▸ Exercise
Reproduce the following material exactly, including every line.

▸ Extracted information

════════

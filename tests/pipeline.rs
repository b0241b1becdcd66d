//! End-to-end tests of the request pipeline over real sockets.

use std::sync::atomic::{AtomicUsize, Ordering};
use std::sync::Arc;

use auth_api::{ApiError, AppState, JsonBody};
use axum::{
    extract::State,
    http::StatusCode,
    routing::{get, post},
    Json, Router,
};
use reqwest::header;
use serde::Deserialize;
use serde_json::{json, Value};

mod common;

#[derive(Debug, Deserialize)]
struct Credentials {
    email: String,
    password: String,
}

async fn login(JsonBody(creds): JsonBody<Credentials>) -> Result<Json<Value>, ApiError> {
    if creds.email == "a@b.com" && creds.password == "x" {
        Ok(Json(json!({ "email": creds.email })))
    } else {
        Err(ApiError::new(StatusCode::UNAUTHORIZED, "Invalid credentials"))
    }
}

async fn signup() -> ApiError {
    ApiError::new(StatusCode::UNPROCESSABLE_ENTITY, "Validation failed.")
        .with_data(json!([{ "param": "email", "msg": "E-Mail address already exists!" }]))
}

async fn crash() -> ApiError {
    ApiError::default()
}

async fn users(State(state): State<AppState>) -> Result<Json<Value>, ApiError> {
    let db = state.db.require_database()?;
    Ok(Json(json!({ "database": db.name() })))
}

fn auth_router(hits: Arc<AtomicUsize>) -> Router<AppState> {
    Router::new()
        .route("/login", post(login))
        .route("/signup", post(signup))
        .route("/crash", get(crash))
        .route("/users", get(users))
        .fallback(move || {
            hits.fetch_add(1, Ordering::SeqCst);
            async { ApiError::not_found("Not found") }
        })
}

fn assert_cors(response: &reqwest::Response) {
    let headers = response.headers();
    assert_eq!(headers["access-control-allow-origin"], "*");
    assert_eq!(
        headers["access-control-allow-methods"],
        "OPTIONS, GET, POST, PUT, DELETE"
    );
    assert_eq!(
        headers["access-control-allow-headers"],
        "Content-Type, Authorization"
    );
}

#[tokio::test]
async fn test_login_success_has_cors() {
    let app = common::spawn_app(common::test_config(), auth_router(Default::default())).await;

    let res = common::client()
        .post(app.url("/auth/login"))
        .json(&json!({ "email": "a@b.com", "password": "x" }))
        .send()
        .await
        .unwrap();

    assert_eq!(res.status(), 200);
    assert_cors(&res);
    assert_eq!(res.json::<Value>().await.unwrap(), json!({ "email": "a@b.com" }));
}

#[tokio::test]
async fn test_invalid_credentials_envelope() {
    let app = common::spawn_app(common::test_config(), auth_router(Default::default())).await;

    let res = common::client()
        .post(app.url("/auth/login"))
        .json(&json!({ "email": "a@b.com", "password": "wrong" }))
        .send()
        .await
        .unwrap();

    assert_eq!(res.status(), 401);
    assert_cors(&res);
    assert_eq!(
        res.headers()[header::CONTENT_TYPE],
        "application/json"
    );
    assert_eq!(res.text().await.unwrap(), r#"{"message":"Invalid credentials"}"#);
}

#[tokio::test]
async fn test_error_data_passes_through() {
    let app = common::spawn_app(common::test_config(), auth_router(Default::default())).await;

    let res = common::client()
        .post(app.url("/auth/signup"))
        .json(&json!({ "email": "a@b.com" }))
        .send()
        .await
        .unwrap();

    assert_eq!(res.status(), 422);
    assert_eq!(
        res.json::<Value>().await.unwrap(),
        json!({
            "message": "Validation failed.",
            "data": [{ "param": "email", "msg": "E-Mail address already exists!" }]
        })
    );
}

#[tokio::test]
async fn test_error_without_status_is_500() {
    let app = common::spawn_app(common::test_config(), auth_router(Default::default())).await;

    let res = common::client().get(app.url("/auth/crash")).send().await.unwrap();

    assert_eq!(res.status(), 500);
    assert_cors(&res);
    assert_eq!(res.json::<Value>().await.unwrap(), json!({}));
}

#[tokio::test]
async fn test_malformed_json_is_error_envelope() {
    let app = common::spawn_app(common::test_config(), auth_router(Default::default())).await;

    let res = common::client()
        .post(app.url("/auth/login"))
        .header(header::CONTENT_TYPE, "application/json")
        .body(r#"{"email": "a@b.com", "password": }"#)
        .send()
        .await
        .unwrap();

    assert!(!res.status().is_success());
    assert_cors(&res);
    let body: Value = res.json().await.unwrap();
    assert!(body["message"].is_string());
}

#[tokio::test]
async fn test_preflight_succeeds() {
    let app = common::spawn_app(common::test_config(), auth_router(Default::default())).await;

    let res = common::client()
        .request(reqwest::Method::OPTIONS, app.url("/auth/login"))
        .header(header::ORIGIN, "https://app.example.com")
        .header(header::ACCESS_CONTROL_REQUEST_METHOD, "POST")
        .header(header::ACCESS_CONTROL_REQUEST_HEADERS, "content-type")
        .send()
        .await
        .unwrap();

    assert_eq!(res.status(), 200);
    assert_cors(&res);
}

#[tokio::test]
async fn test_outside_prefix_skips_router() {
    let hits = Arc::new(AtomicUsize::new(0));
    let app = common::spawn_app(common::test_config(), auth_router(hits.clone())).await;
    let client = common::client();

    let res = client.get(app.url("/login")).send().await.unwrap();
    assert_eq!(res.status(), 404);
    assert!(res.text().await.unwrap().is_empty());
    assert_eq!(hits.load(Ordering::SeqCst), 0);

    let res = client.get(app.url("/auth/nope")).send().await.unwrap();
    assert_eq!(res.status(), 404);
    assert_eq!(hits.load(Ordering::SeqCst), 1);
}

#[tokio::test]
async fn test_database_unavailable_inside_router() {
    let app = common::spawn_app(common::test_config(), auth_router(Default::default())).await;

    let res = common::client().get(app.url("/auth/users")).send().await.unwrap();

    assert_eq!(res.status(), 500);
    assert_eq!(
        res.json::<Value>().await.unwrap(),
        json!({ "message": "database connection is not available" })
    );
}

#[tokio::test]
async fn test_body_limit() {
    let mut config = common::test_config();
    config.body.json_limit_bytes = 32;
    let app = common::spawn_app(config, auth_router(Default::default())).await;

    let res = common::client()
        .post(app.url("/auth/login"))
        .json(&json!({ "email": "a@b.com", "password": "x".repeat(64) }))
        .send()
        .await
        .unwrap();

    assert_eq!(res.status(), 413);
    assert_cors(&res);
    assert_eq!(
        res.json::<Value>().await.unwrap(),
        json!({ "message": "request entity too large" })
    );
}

════════

▸ Written solution
filename tests/pipeline.rs
repository b0241b1becdcd66d
//! End-to-end tests of the request pipeline over real sockets.

use std::sync::atomic::{AtomicUsize, Ordering};
use std::sync::Arc;

use auth_api::{ApiError, AppState, JsonBody};
use axum::{
    extract::State,
    http::StatusCode,
    routing::{get, post},
    Json, Router,
};
use reqwest::header;
use serde::Deserialize;
use serde_json::{json, Value};

mod common;

#[derive(Debug, Deserialize)]
struct Credentials {
    email: String,
    password: String,
}

async fn login(JsonBody(creds): JsonBody<Credentials>) -> Result<Json<Value>, ApiError> {
    if creds.email == "a@b.com" && creds.password == "x" {
        Ok(Json(json!({ "email": creds.email })))
    } else {
        Err(ApiError::new(StatusCode::UNAUTHORIZED, "Invalid credentials"))
    }
}

async fn signup() -> ApiError {
    ApiError::new(StatusCode::UNPROCESSABLE_ENTITY, "Validation failed.")
        .with_data(json!([{ "param": "email", "msg": "E-Mail address already exists!" }]))
}

async fn crash() -> ApiError {
    ApiError::default()
}

async fn users(State(state): State<AppState>) -> Result<Json<Value>, ApiError> {
    let db = state.db.require_database()?;
    Ok(Json(json!({ "database": db.name() })))
}

fn auth_router(hits: Arc<AtomicUsize>) -> Router<AppState> {
    Router::new()
        .route("/login", post(login))
        .route("/signup", post(signup))
        .route("/crash", get(crash))
        .route("/users", get(users))
        .fallback(move || {
            hits.fetch_add(1, Ordering::SeqCst);
            async { ApiError::not_found("Not found") }
        })
}

fn assert_cors(response: &reqwest::Response) {
    let headers = response.headers();
    assert_eq!(headers["access-control-allow-origin"], "*");
    assert_eq!(
        headers["access-control-allow-methods"],
        "OPTIONS, GET, POST, PUT, DELETE"
    );
    assert_eq!(
        headers["access-control-allow-headers"],
        "Content-Type, Authorization"
    );
}

#[tokio::test]
async fn test_login_success_has_cors() {
    let app = common::spawn_app(common::test_config(), auth_router(Default::default())).await;

    let res = common::client()
        .post(app.url("/auth/login"))
        .json(&json!({ "email": "a@b.com", "password": "x" }))
        .send()
        .await
        .unwrap();

    assert_eq!(res.status(), 200);
    assert_cors(&res);
    assert_eq!(res.json::<Value>().await.unwrap(), json!({ "email": "a@b.com" }));
}

#[tokio::test]
async fn test_invalid_credentials_envelope() {
    let app = common::spawn_app(common::test_config(), auth_router(Default::default())).await;

    let res = common::client()
        .post(app.url("/auth/login"))
        .json(&json!({ "email": "a@b.com", "password": "wrong" }))
        .send()
        .await
        .unwrap();

    assert_eq!(res.status(), 401);
    assert_cors(&res);
    assert_eq!(
        res.headers()[header::CONTENT_TYPE],
        "application/json"
    );
    assert_eq!(res.text().await.unwrap(), r#"{"message":"Invalid credentials"}"#);
}

#[tokio::test]
async fn test_error_data_passes_through() {
    let app = common::spawn_app(common::test_config(), auth_router(Default::default())).await;

    let res = common::client()
        .post(app.url("/auth/signup"))
        .json(&json!({ "email": "a@b.com" }))
        .send()
        .await
        .unwrap();

    assert_eq!(res.status(), 422);
    assert_eq!(
        res.json::<Value>().await.unwrap(),
        json!({
            "message": "Validation failed.",
            "data": [{ "param": "email", "msg": "E-Mail address already exists!" }]
        })
    );
}

#[tokio::test]
async fn test_error_without_status_is_500() {
    let app = common::spawn_app(common::test_config(), auth_router(Default::default())).await;

    let res = common::client().get(app.url("/auth/crash")).send().await.unwrap();

    assert_eq!(res.status(), 500);
    assert_cors(&res);
    assert_eq!(res.json::<Value>().await.unwrap(), json!({}));
}

#[tokio::test]
async fn test_malformed_json_is_error_envelope() {
    let app = common::spawn_app(common::test_config(), auth_router(Default::default())).await;

    let res = common::client()
        .post(app.url("/auth/login"))
        .header(header::CONTENT_TYPE, "application/json")
        .body(r#"{"email": "a@b.com", "password": }"#)
        .send()
        .await
        .unwrap();

    assert!(!res.status().is_success());
    assert_cors(&res);
    let body: Value = res.json().await.unwrap();
    assert!(body["message"].is_string());
}

#[tokio::test]
async fn test_preflight_succeeds() {
    let app = common::spawn_app(common::test_config(), auth_router(Default::default())).await;

    let res = common::client()
        .request(reqwest::Method::OPTIONS, app.url("/auth/login"))
        .header(header::ORIGIN, "https://app.example.com")
        .header(header::ACCESS_CONTROL_REQUEST_METHOD, "POST")
        .header(header::ACCESS_CONTROL_REQUEST_HEADERS, "content-type")
        .send()
        .await
        .unwrap();

    assert_eq!(res.status(), 200);
    assert_cors(&res);
}

#[tokio::test]
async fn test_outside_prefix_skips_router() {
    let hits = Arc::new(AtomicUsize::new(0));
    let app = common::spawn_app(common::test_config(), auth_router(hits.clone())).await;
    let client = common::client();

    let res = client.get(app.url("/login")).send().await.unwrap();
    assert_eq!(res.status(), 404);
    assert!(res.text().await.unwrap().is_empty());
    assert_eq!(hits.load(Ordering::SeqCst), 0);

    let res = client.get(app.url("/auth/nope")).send().await.unwrap();
    assert_eq!(res.status(), 404);
    assert_eq!(hits.load(Ordering::SeqCst), 1);
}

#[tokio::test]
async fn test_database_unavailable_inside_router() {
    let app = common::spawn_app(common::test_config(), auth_router(Default::default())).await;

    let res = common::client().get(app.url("/auth/users")).send().await.unwrap();

    assert_eq!(res.status(), 500);
    assert_eq!(
        res.json::<Value>().await.unwrap(),
        json!({ "message": "database connection is not available" })
    );
}

#[tokio::test]
async fn test_body_limit() {
    let mut config = common::test_config();
    config.body.json_limit_bytes = 32;
    let app = common::spawn_app(config, auth_router(Default::default())).await;

    let res = common::client()
        .post(app.url("/auth/login"))
        .json(&json!({ "email": "a@b.com", "password": "x".repeat(64) }))
        .send()
        .await
        .unwrap();

    assert_eq!(res.status(), 413);
    assert_cors(&res);
    assert_eq!(
        res.json::<Value>().await.unwrap(),
        json!({ "message": "request entity too large" })
    );
}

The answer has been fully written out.